» **Material for the task**
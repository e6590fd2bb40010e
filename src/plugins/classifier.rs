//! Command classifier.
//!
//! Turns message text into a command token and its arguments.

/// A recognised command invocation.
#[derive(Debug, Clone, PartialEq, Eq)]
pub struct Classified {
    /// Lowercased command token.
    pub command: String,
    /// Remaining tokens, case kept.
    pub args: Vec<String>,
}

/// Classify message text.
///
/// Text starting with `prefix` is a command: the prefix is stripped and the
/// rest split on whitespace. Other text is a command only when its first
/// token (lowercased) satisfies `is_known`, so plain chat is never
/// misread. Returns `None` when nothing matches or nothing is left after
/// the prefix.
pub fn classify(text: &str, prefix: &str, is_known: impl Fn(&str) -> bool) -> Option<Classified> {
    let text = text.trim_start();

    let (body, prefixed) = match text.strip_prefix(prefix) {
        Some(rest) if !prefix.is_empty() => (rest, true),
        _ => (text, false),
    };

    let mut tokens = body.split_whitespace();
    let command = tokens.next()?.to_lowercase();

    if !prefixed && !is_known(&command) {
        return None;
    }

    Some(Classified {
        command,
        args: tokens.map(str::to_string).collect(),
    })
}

» **Exercise**
With the line containing "let command = tokens.next()?.to_lowercase();" as the first and the last line above as the final one, copy those lines exactly and no others.

» **Task result**
    let command = tokens.next()?.to_lowercase();

    if !prefixed && !is_known(&command) {
        return None;
    }

    Some(Classified {
        command,
        args: tokens.map(str::to_string).collect(),
    })
}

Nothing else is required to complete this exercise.